Using above two properties, we can define \phi(n) for a general N = p_1^{k_1}, p_2^{k_2}, ..., p_n^{k_n}(where p_i are distinct primes). We know, using multiplicative property that
\phi(N) = \phi(p_1^{k_1})*\phi(p_1^{k_1})* ...* \phi(p_n^{k_n})
which can be written as
\phi(N) = p_1^{k_1}*(1-\frac{1}{p_1})* p_2^{k_2}*(1-\frac{1}{p_2})* ... * p_n^{k_n}*(1-\frac{1}{p_n})
which is same as
\phi(N) = N*\frac{(p_1 - 1) * (p_2 - 1) * ... * (p_n - 1)}{p_1*p_2*...*p_n}.
Now, for \phi(N) to divide N, (p_1 - 1) * (p_2 - 1) * ... * (p_n - 1) should divide p_1*p_2*...*p_n. Let’s say we don’t include 2 as any of the p_i, then of course, its never possible because all primes p_i will be odd and p_i -1 is even for all primes.

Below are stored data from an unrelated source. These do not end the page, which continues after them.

use axum::{
    extract::{Query, State},
    Extension, Json,
};
use serde::Deserialize;

use crate::{
    error::AppResult,
    middleware::request_id::RequestId,
    routes::AppState,
    services::search::{self, SearchOutcome},
};

#[derive(Debug, Deserialize)]
pub struct SearchParams {
    q: String,
}

/// Handler for the search endpoint
pub async fn search(
    State(state): State<AppState>,
    Extension(request_id): Extension<RequestId>,
    Query(params): Query<SearchParams>,
) -> AppResult<Json<SearchOutcome>> {
    tracing::info!(
        request_id = %request_id,
        query = %params.q,
        "Processing search request"
    );

    let outcome = search::handle_search(state.metadata.clone(), state.llm.clone(), &params.q).await?;

    tracing::info!(
        request_id = %request_id,
        mode = ?outcome.mode,
        results = outcome.results.len(),
        "Search completed"
    );

    Ok(Json(outcome))
}
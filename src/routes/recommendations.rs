use axum::{extract::State, Extension, Json};
use serde::{Deserialize, Serialize};

use crate::{
    error::{AppError, AppResult},
    middleware::request_id::RequestId,
    models::Mood,
    routes::AppState,
    services::{
        moods,
        recommendations::{self, RecommendationSet},
    },
};

#[derive(Debug, Deserialize)]
pub struct RecommendationRequest {
    pub input: String,
}

#[derive(Debug, Serialize)]
pub struct RecommendationResponse {
    pub mood: Mood,
    #[serde(flatten)]
    pub recommendations: RecommendationSet,
}

/// Handler for the recommendations endpoint
///
/// Resolves the free-text input to a mood first (exact labels skip the
/// language model entirely), then aggregates the three category lists.
pub async fn recommend(
    State(state): State<AppState>,
    Extension(request_id): Extension<RequestId>,
    Json(request): Json<RecommendationRequest>,
) -> AppResult<Json<RecommendationResponse>> {
    let input = request.input.trim();
    if input.is_empty() {
        return Err(AppError::InvalidInput(
            "Mood input cannot be empty".to_string(),
        ));
    }

    tracing::info!(
        request_id = %request_id,
        input = %input,
        "Processing recommendation request"
    );

    let mood = moods::resolve_mood(state.llm.clone(), input).await;
    let recommendations =
        recommendations::fetch_recommendations(state.metadata.clone(), Some(mood.genre())).await?;

    tracing::info!(
        request_id = %request_id,
        mood = %mood,
        movies = recommendations.movies.len(),
        series = recommendations.series.len(),
        anime = recommendations.anime.len(),
        "Recommendations aggregated"
    );

    Ok(Json(RecommendationResponse {
        mood,
        recommendations,
    }))
}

So, we need to include p_1 = 2. So we want (p_2 - 1) * ... * (p_n - 1) to divide 2*p_2*...*p_n, where all p_2, p_3, ... p_n are odd. This can happen when
- n=0, i.e. N=1.
- n=1 and p_1=2, i.e N is a power of 2.
- n=2 and p_1=2 and p_2=3, i.e N is product of powers of 2 and 3.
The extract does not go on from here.